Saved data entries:
────────────────
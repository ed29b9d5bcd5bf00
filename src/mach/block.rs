use super::Program;
use crate::error;
use crate::lang::ast::{Block, Statement, Terminator};
use crate::lang::Error;
use std::ops::Range;
use std::rc::Rc;

type Result<T> = std::result::Result<T, Error>;

/// ## Block resolution
///
/// Spans are found by scanning forward with a stack of the blocks opened
/// since the start of the scan. Only statements at the bottom of that
/// stack belong to the block being resolved, so inner blocks of any kind
/// are skipped whole.

#[derive(Debug, Default)]
struct Nesting {
    open: Vec<Block>,
}

impl Nesting {
    /// Feeds the next statement. True when it sits directly in the
    /// block being resolved rather than inside an inner one.
    fn top_level(&mut self, statement: &Statement) -> bool {
        let top = self.open.is_empty();
        if let Some(block) = statement.opens() {
            self.open.push(block);
            return top;
        }
        if let Some(block) = statement.closes() {
            if self.open.last() == Some(&block) {
                self.open.pop();
                return false;
            }
        }
        top
    }
}

fn top_level(program: &Program, open: usize, end: usize) -> impl Iterator<Item = usize> + '_ {
    let mut nesting = Nesting::default();
    (open + 1..end).filter(move |index| nesting.top_level(program.statement(*index)))
}

/// Index of the terminator closing the `block` opened at `open`,
/// searching no further than `limit`.
pub fn find_block_end(program: &Program, open: usize, block: Block, limit: usize) -> Result<usize> {
    let closer = Some(block);
    match top_level(program, open, limit).find(|index| program.statement(*index).closes() == closer)
    {
        Some(end) => Ok(end),
        None => Err(error!(UnterminatedBlock, program.line(open);
            &format!("EXPECTED {}", block.closer()))),
    }
}

/// The `ELSE` of the block spanning `open..=end`, if it has one.
pub fn find_else(program: &Program, open: usize, end: usize) -> Option<usize> {
    top_level(program, open, end)
        .find(|index| *program.statement(*index) == Statement::Terminator(Terminator::Else))
}

/// One branch of a `REVELATION_CASE`. `label` is `None` for `ELSE`.
#[derive(Debug, PartialEq, Clone)]
pub struct Arm {
    pub label: Option<Rc<str>>,
    pub body: Range<usize>,
}

/// Splits a case spanning `open..=end` at its top-level `WHEN` and `ELSE`
/// lines. Lines before the first of them belong to no arm.
pub fn case_arms(program: &Program, open: usize, end: usize) -> Vec<Arm> {
    let markers: Vec<(usize, Option<Rc<str>>)> = top_level(program, open, end)
        .filter_map(|index| match program.statement(index) {
            Statement::Terminator(Terminator::When(label)) => Some((index, Some(label.clone()))),
            Statement::Terminator(Terminator::Else) => Some((index, None)),
            _ => None,
        })
        .collect();
    markers
        .iter()
        .enumerate()
        .map(|(i, (index, label))| {
            let stop = markers.get(i + 1).map_or(end, |(next, _)| *next);
            Arm {
                label: label.clone(),
                body: index + 1..stop,
            }
        })
        .collect()
}
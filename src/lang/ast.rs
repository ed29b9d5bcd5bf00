use super::token::{Operator, Word};
use std::rc::Rc;

#[derive(Debug, PartialEq, Clone)]
pub enum Statement {
    Assign(Rc<str>, Rc<str>),
    Print(Expression),
    If(Condition),
    Case(Rc<str>),
    Define(Rc<str>),
    Call(Rc<str>),
    Terminator(Terminator),
    Unrecognized,
}

/// The argument of `PRINT`.
#[derive(Debug, PartialEq, Clone)]
pub enum Expression {
    /// `PRINT("text")` emits the text as written.
    Literal(Rc<str>),
    /// `PRINT(token)` resolves a variable, falling back to the token itself.
    Token(Rc<str>),
}

/// `lhs op rhs` of an `IF`. A condition without a recognizable operator
/// is kept as `Invalid` and evaluates false.
#[derive(Debug, PartialEq, Clone)]
pub enum Condition {
    Compare(Rc<str>, Operator, Rc<str>),
    Invalid(Rc<str>),
}

#[derive(Debug, PartialEq, Clone)]
pub enum Terminator {
    Else,
    EndCase,
    EndFunction,
    EndIf,
    When(Rc<str>),
}

/// The three kinds of block a line can open or close.
#[derive(Debug, PartialEq, Clone, Copy)]
pub enum Block {
    If,
    Case,
    Function,
}

impl Block {
    pub fn opener(self) -> Word {
        match self {
            Block::If => Word::If,
            Block::Case => Word::RevelationCase,
            Block::Function => Word::Define,
        }
    }

    pub fn closer(self) -> Word {
        match self {
            Block::If => Word::EndIf,
            Block::Case => Word::EndCase,
            Block::Function => Word::EndFunction,
        }
    }
}

impl Statement {
    pub fn opens(&self) -> Option<Block> {
        match self {
            Statement::If(_) => Some(Block::If),
            Statement::Case(_) => Some(Block::Case),
            Statement::Define(_) => Some(Block::Function),
            _ => None,
        }
    }

    pub fn closes(&self) -> Option<Block> {
        match self {
            Statement::Terminator(Terminator::EndIf) => Some(Block::If),
            Statement::Terminator(Terminator::EndCase) => Some(Block::Case),
            Statement::Terminator(Terminator::EndFunction) => Some(Block::Function),
            _ => None,
        }
    }
}

impl std::fmt::Display for Block {
    fn fmt(&self, f: &mut std::fmt::Formatter) -> std::fmt::Result {
        write!(f, "{}", self.opener())
    }
}
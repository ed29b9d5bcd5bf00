// Used by the parser for variable and function names.

/// Letters, digits and underbars, at least one of them.
pub fn is_ident(s: &str) -> bool {
    !s.is_empty() && s.chars().all(is_ident_char)
}

pub fn is_ident_char(c: char) -> bool {
    c.is_ascii_alphanumeric() || c == '_'
}

#[cfg(test)]
mod tests {
    use super::*;

    #[test]
    fn test_is_ident() {
        assert!(is_ident("greet"));
        assert!(is_ident("day_2"));
        assert!(is_ident("_"));
        assert!(!is_ident(""));
        assert!(!is_ident("two words"));
        assert!(!is_ident("f()"));
    }
}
────────────────
Problem to work on
Copy every line of the data above, beginning with the first and ending with the line that contains "bottom of that", and give nothing more.

Your solution
repository ed29b9d5bcd5bf00
filename src/mach/block.rs
use super::Program;
use crate::error;
use crate::lang::ast::{Block, Statement, Terminator};
use crate::lang::Error;
use std::ops::Range;
use std::rc::Rc;

type Result<T> = std::result::Result<T, Error>;

/// ## Block resolution
///
/// Spans are found by scanning forward with a stack of the blocks opened
/// since the start of the scan. Only statements at the bottom of that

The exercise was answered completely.